AKP iktidarı seçim usulsüzlükleri, her tür baskı ve komplolarıyla iktidarda kalmayı hedefledi. Bugüne kadar sahte seçmen eklenmesi, mühürsüz sandıklar, elektrik kesintileri, polis baskıları altında yapılan seçimlerin yanı sıra saldırılarla kan gölüne çevrilen seçim süreçlerinden geçtik. Her seçimde de karşılaşılabilecek her tür hileye karşı halk sandığına sahip çıktı, adil bir seçim sonucuna ulaşmak için seferber oldu.

AKP’nin seçim hileleri bugüne kadar sadece sandık başında olmadı. Her seçimde olduğu gibi kendi yerini sağlamlaştıracak adımlarını önceden attı; kamu kaynaklarını, imkanlarını kullandı. 31 Mart seçimlerinde de hem Cumhurbaşkanı hem de AKP’nin Genel Başkanı Erdoğan, YSK tarafından tüm “seçim yasakları”ndan azade tutuldu, YSK üyelerinin görevleri bir yıl uzatıldı. Ekonomik krizle beraber metropolleri, büyük şehirleri kaybetme korkusuyla yanıp tutuşan AKP iktidarı baskı ve tehditlerini artırdı. Her fırsatta Ankara Belediyesi Başkan Adayı Mansur Yavaş’a yönelik tehditlerini savurmaktan vazgeçmedi. CHP ve İyi Parti’yi, suçlamaların merkezine HDP ile ilişkilerini koyarak sindirmeye çalıştı.
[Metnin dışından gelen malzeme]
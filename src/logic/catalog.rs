use log::{debug, error, info, warn};

use crate::error::{CatalogError, CatalogResult};
use crate::logic::criteria::ListingQuery;
use crate::logic::update_plan::UpdatePlan;
use crate::logic::verses::paginate_verses;
use crate::metadata::MetadataClient;
use crate::model::{Id, NewSong, Pagination, Song, SongFilter, SongPage, SongPatch, VersePage};
use crate::store::traits::SongStore;

/// Entry point for every catalog operation.
///
/// Validates caller input, drives the store and the metadata lookup, and
/// reports outcomes through [`CatalogError`]. Nothing is cached between
/// calls: each operation reads storage afresh.
pub struct SongCatalog<S, M> {
    store: S,
    metadata: M,
}

impl<S: SongStore, M: MetadataClient> SongCatalog<S, M> {
    pub fn new(store: S, metadata: M) -> Self {
        Self { store, metadata }
    }

    pub fn store(&self) -> &S {
        &self.store
    }

    pub async fn list_songs(
        &self,
        filter: &SongFilter,
        page: i64,
        limit: i64,
    ) -> CatalogResult<SongPage> {
        info!("Request to get songs with filters: {:?}", filter);
        let query = ListingQuery::build(filter, page, limit)?;
        debug!(
            "Adding pagination: LIMIT={}, OFFSET={}",
            query.pagination().limit(),
            query.pagination().offset()
        );

        let songs = self.store.list_songs(&query).await.map_err(|e| {
            error!("Failed to retrieve songs: {:#}", e);
            CatalogError::Storage(e)
        })?;

        info!("Retrieved {} songs successfully", songs.len());
        Ok(SongPage {
            page,
            limit,
            songs,
        })
    }

    pub async fn get_verses(&self, id: Id, page: i64, limit: i64) -> CatalogResult<VersePage> {
        let pagination = Pagination::new(page, limit)?;

        let text = self.store.get_song_text(id).await.map_err(|e| {
            error!("Failed to retrieve song text for ID {}: {:#}", id, e);
            CatalogError::Storage(e)
        })?;
        let Some(text) = text else {
            info!("Song with ID {} not found", id);
            return Err(CatalogError::not_found("Song not found"));
        };

        let verses = paginate_verses(&text, pagination).map_err(|e| {
            info!("No verses on page {} of song {}", page, id);
            e
        })?;

        info!("Text of song with ID {} retrieved successfully", id);
        Ok(verses)
    }

    pub async fn create_song(&self, group: &str, title: &str) -> CatalogResult<Song> {
        let group = group.trim();
        let title = title.trim();
        if group.is_empty() {
            return Err(CatalogError::validation("Field 'group' is required"));
        }
        if title.is_empty() {
            return Err(CatalogError::validation("Field 'song' is required"));
        }
        debug!("Received request to add song - Group: {}, Song: {}", group, title);

        // Nothing is written unless the lookup succeeds
        let details = self
            .metadata
            .fetch_song_details(group, title)
            .await
            .map_err(|e| {
                error!("Failed to get song info from external API: {:#}", e);
                CatalogError::ExternalService(e)
            })?;
        debug!("Retrieved song details from external API: {:?}", details);

        let new_song = NewSong::new(group.to_string(), title.to_string(), details);
        let song = self.store.create_song(new_song).await.map_err(|e| {
            error!("Failed to store song: {:#}", e);
            CatalogError::Storage(e)
        })?;

        info!("Song successfully added with ID: {}", song.id);
        Ok(song)
    }

    pub async fn update_song(&self, id: Id, patch: &SongPatch) -> CatalogResult<()> {
        let plan = UpdatePlan::from_patch(patch)?;
        if plan.is_empty() {
            debug!("Empty patch for song {}, nothing to update", id);
            return Ok(());
        }
        debug!("Planned update for song {}: {:?}", id, plan);

        let updated = self.store.apply_update(id, &plan).await.map_err(|e| {
            error!("Failed to update song {}: {:#}", id, e);
            CatalogError::Storage(e)
        })?;

        if !updated {
            warn!("No song found with ID: {}", id);
            return Err(CatalogError::not_found("Song not found"));
        }

        info!("Song with ID {} updated successfully", id);
        Ok(())
    }

    pub async fn delete_song(&self, id: Id) -> CatalogResult<()> {
        let deleted = self.store.delete_song(id).await.map_err(|e| {
            error!("Failed to delete song with ID {}: {:#}", id, e);
            CatalogError::Storage(e)
        })?;

        if !deleted {
            info!("Song with ID {} not found", id);
            return Err(CatalogError::not_found("Song not found"));
        }

        info!("Song with ID {} deleted successfully", id);
        Ok(())
    }

    pub async fn health(&self) -> CatalogResult<()> {
        self.store.ping().await.map_err(CatalogError::Storage)
    }
}

#[cfg(test)]
mod tests {
    use super::*;
    use crate::model::SongDetails;
    use crate::store::MemoryStore;
    use anyhow::anyhow;
    use chrono::NaiveDate;
    use std::sync::atomic::{AtomicUsize, Ordering};
    use std::sync::Arc;

    /// Metadata lookup that returns fixed details, or fails when `details` is None
    #[derive(Default)]
    struct FixedMetadata {
        details: Option<SongDetails>,
        calls: Arc<AtomicUsize>,
    }

    impl FixedMetadata {
        fn returning(release_date: &str, text: &str, link: &str) -> Self {
            Self {
                details: Some(SongDetails {
                    release_date: NaiveDate::parse_from_str(release_date, "%Y-%m-%d").unwrap(),
                    text: text.to_string(),
                    link: link.to_string(),
                }),
                calls: Arc::default(),
            }
        }
    }

    #[async_trait::async_trait]
    impl MetadataClient for FixedMetadata {
        async fn fetch_song_details(&self, _group: &str, _title: &str) -> anyhow::Result<SongDetails> {
            self.calls.fetch_add(1, Ordering::SeqCst);
            self.details
                .clone()
                .ok_or_else(|| anyhow!("connection refused"))
        }
    }

    fn catalog() -> SongCatalog<MemoryStore, FixedMetadata> {
        SongCatalog::new(
            MemoryStore::new(),
            FixedMetadata::returning("2000-01-01", "A\n\nB\n\nC", "L"),
        )
    }

    fn all() -> SongFilter {
        SongFilter::default()
    }

    #[tokio::test]
    async fn test_create_new_group_and_song() {
        let catalog = SongCatalog::new(
            MemoryStore::new(),
            FixedMetadata::returning("2000-01-01", "V1\n\nV2", "L"),
        );

        let song = catalog.create_song("G", "T").await.unwrap();

        assert_eq!(song.group, "G");
        assert_eq!(song.title, "T");
        assert_eq!(song.release_date, NaiveDate::from_ymd_opt(2000, 1, 1).unwrap());
        assert_eq!(song.text, "V1\n\nV2");
        assert_eq!(song.link, "L");
        assert_eq!(catalog.store().groups().await.len(), 1);
        assert_eq!(catalog.store().song_count().await, 1);
    }

    #[tokio::test]
    async fn test_create_requires_group_and_title() {
        let catalog = catalog();

        assert!(catalog.create_song("", "T").await.unwrap_err().is_validation());
        assert!(catalog.create_song("G", "   ").await.unwrap_err().is_validation());
        assert_eq!(catalog.metadata.calls.load(Ordering::SeqCst), 0);
    }

    #[tokio::test]
    async fn test_create_aborts_before_storage_when_lookup_fails() {
        let catalog = SongCatalog::new(MemoryStore::new(), FixedMetadata::default());

        let err = catalog.create_song("G", "T").await.unwrap_err();

        assert!(matches!(err, CatalogError::ExternalService(_)));
        assert!(catalog.store().groups().await.is_empty());
        assert_eq!(catalog.store().song_count().await, 0);
    }

    #[tokio::test]
    async fn test_list_never_exceeds_limit() {
        let catalog = catalog();
        for i in 0..7 {
            catalog.create_song("G", &format!("T{}", i)).await.unwrap();
        }

        let first = catalog.list_songs(&all(), 1, 3).await.unwrap();
        let last = catalog.list_songs(&all(), 3, 3).await.unwrap();
        let beyond = catalog.list_songs(&all(), 4, 3).await.unwrap();

        assert_eq!(first.songs.len(), 3);
        assert_eq!(last.songs.len(), 1);
        assert!(beyond.songs.is_empty());
        assert_eq!((last.page, last.limit), (3, 3));
    }

    #[tokio::test]
    async fn test_empty_filter_matches_unfiltered_listing() {
        let catalog = catalog();
        for i in 0..4 {
            catalog.create_song("G", &format!("T{}", i)).await.unwrap();
        }

        let blank = SongFilter {
            group_name: Some(String::new()),
            text: Some(String::new()),
            ..SongFilter::default()
        };
        let unfiltered = catalog.list_songs(&all(), 1, 10).await.unwrap();
        let filtered = catalog.list_songs(&blank, 1, 10).await.unwrap();

        assert_eq!(unfiltered.songs, filtered.songs);
    }

    #[tokio::test]
    async fn test_list_rejects_invalid_pagination() {
        let catalog = catalog();
        assert!(catalog.list_songs(&all(), 0, 10).await.unwrap_err().is_validation());
        assert!(catalog.list_songs(&all(), 1, -1).await.unwrap_err().is_validation());
    }

    #[tokio::test]
    async fn test_get_verses_pages() {
        let catalog = catalog();
        let song = catalog.create_song("G", "T").await.unwrap();

        let page = catalog.get_verses(song.id, 1, 2).await.unwrap();
        assert_eq!(page.verses, vec!["A", "B"]);
        assert_eq!(page.total, 3);

        let page = catalog.get_verses(song.id, 2, 2).await.unwrap();
        assert_eq!(page.verses, vec!["C"]);
        assert_eq!(page.total, 3);

        assert!(catalog.get_verses(song.id, 3, 2).await.unwrap_err().is_not_found());
    }

    #[tokio::test]
    async fn test_get_verses_of_missing_song() {
        let catalog = catalog();
        let err = catalog.get_verses(42, 1, 2).await.unwrap_err();
        assert_eq!(err.to_string(), "Song not found");
    }

    #[tokio::test]
    async fn test_get_verses_validates_before_lookup() {
        let catalog = catalog();
        assert!(catalog.get_verses(42, 0, 2).await.unwrap_err().is_validation());
        assert!(catalog.get_verses(42, 1, 0).await.unwrap_err().is_validation());
    }

    #[tokio::test]
    async fn test_empty_patch_always_succeeds() {
        let catalog = catalog();
        let song = catalog.create_song("G", "T").await.unwrap();

        catalog.update_song(song.id, &SongPatch::default()).await.unwrap();
        catalog.update_song(9999, &SongPatch::default()).await.unwrap();

        let listed = catalog.list_songs(&all(), 1, 10).await.unwrap();
        assert_eq!(listed.songs, vec![song]);
    }

    #[tokio::test]
    async fn test_patch_updates_only_present_fields() {
        let catalog = catalog();
        let song = catalog.create_song("G", "T").await.unwrap();

        let patch = SongPatch {
            text: Some(String::new()),
            release_date: Some("16.07.2006".to_string()),
            ..SongPatch::default()
        };
        catalog.update_song(song.id, &patch).await.unwrap();

        let listed = catalog.list_songs(&all(), 1, 10).await.unwrap().songs;
        assert_eq!(listed[0].title, "T");
        assert_eq!(listed[0].link, "L");
        assert_eq!(listed[0].text, "");
        assert_eq!(
            listed[0].release_date,
            NaiveDate::from_ymd_opt(2006, 7, 16).unwrap()
        );
    }

    #[tokio::test]
    async fn test_patch_on_missing_song_keeps_group_name() {
        let catalog = catalog();
        catalog.create_song("G", "T").await.unwrap();

        let patch = SongPatch {
            group: Some("X".to_string()),
            song: Some(String::new()),
            ..SongPatch::default()
        };
        let err = catalog.update_song(9999, &patch).await.unwrap_err();

        assert!(err.is_not_found());
        assert_eq!(catalog.store().groups().await[0].name, "G");
    }

    #[tokio::test]
    async fn test_group_patch_renames_shared_group() {
        let catalog = catalog();
        let first = catalog.create_song("G", "T1").await.unwrap();
        catalog.create_song("G", "T2").await.unwrap();

        let patch = SongPatch {
            group: Some("Renamed".to_string()),
            ..SongPatch::default()
        };
        catalog.update_song(first.id, &patch).await.unwrap();

        let listed = catalog.list_songs(&all(), 1, 10).await.unwrap().songs;
        assert!(listed.iter().all(|song| song.group == "Renamed"));
        assert_eq!(catalog.store().groups().await.len(), 1);
    }

    #[tokio::test]
    async fn test_patch_with_bad_date_is_validation_error() {
        let catalog = catalog();
        let song = catalog.create_song("G", "T").await.unwrap();

        let patch = SongPatch {
            release_date: Some(String::new()),
            ..SongPatch::default()
        };
        assert!(catalog.update_song(song.id, &patch).await.unwrap_err().is_validation());
    }

    #[tokio::test]
    async fn test_delete_then_absent_from_listing() {
        let catalog = catalog();
        let song = catalog.create_song("G", "T").await.unwrap();

        catalog.delete_song(song.id).await.unwrap();

        assert!(catalog.list_songs(&all(), 1, 10).await.unwrap().songs.is_empty());
        assert!(catalog.delete_song(song.id).await.unwrap_err().is_not_found());
    }
}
Seçimler geldi çattı, halk hala güvenliği nasıl sağlayacağız sorusuna cevap arıyor. Muhalefetin seçim hilelerini umursamayın, bize bırakın tavrı halka elbette güven vermiyor. Çünkü en güvenli seçim diyeceğimiz halkın %88’inin katılımıyla gerçekleşen 24 Haziran seçimlerinin sonucu hala tartışmalı. 24 Haziran seçimlerinde tek adam rejimine karşı halk üzerine düşen görevi yerine getirmiş, sandıklarda güvenliği sağlamış ve sonuçları ulaştırmıştı. Ancak muhalefet vaatlerini hayata geçirmedi, seçim sonuçları şaibeli olarak kaldı.

Evet muhalefetten yana seçim sürecinde tüm toplum kapsayacak bir siyasal çizgiyi, iradeyi göremedik. Ama bu durum halkın kendi kararlılığını, iradesini yok sayacağı anlamına gelmiyor. Çünkü AKP’nin her seçimde olduğu gibi bu seçimlerde de hile hurdaya başvuracağı çok açık. Kendi yaptırdığı anketlerde bile bazı yerleri, özellikle de Ankara’yı kaybedeceği gözüküyor. Yine seçim anketlerine göre kararsız seçmenlerin çoğunluğunu AKP seçmeni oluşturuyor. Bu kararsız seçmenler, somut krizle beraber gelen işsizler ordusundan, geçinemeyenlerden oluşuyor. AKP iktidarı, kendisini korkutan bu duruma karşı elindeki tüm imkanları kullanmaya hazır. Bir taraftan kendi seçmenini oy kullanmaya çağırırken bir taraftan da muhalefete saldırıyor, istediği sonuçları elde edemezse seçim sonuçlarını tanımayacağını açıkça dile getiriyor. Eğer seçimlerde halkın iradesi ve kararlılığını göremezse bu tehditlerini hayata geçirmekte tereddüt etmeyecektir. Bu yüzden böyle bir ortamda meydanı AKP’ye bırakmamalı, bu seçimde de seferber olmalıyız.

Bilelim ki her seçim süreçlerini bürokratlar değil politikleşen halk ilerletti. Her seçimde karşılaştığı hileye ve zorbalığa karşı yeni yöntemler geliştirdi, muhalefete yön verdi. Artık halk muhalefetten daha ileri bir siyasal bilinçle hareket ediyor. AKP iktidarının baskı, tehdit ve sindirme politikalarına karşı mücadele eden, siyasallaşan bir halk var. AKP’nin, iradelerine yönelik muhtemel saldırılarına karşı tavır alacak bir mücadele hattına girmeye hazır. O yüzden umutsuzluk bayrağını AKP iktidarına bırakalım. Her seçimde olduğu gibi aynı kararlılıkla emeğimizle aklımızla, bugüne kadar nasıl yaptıysak aynı şekilde, adil bir seçim için sandığımıza sahip çıkalım.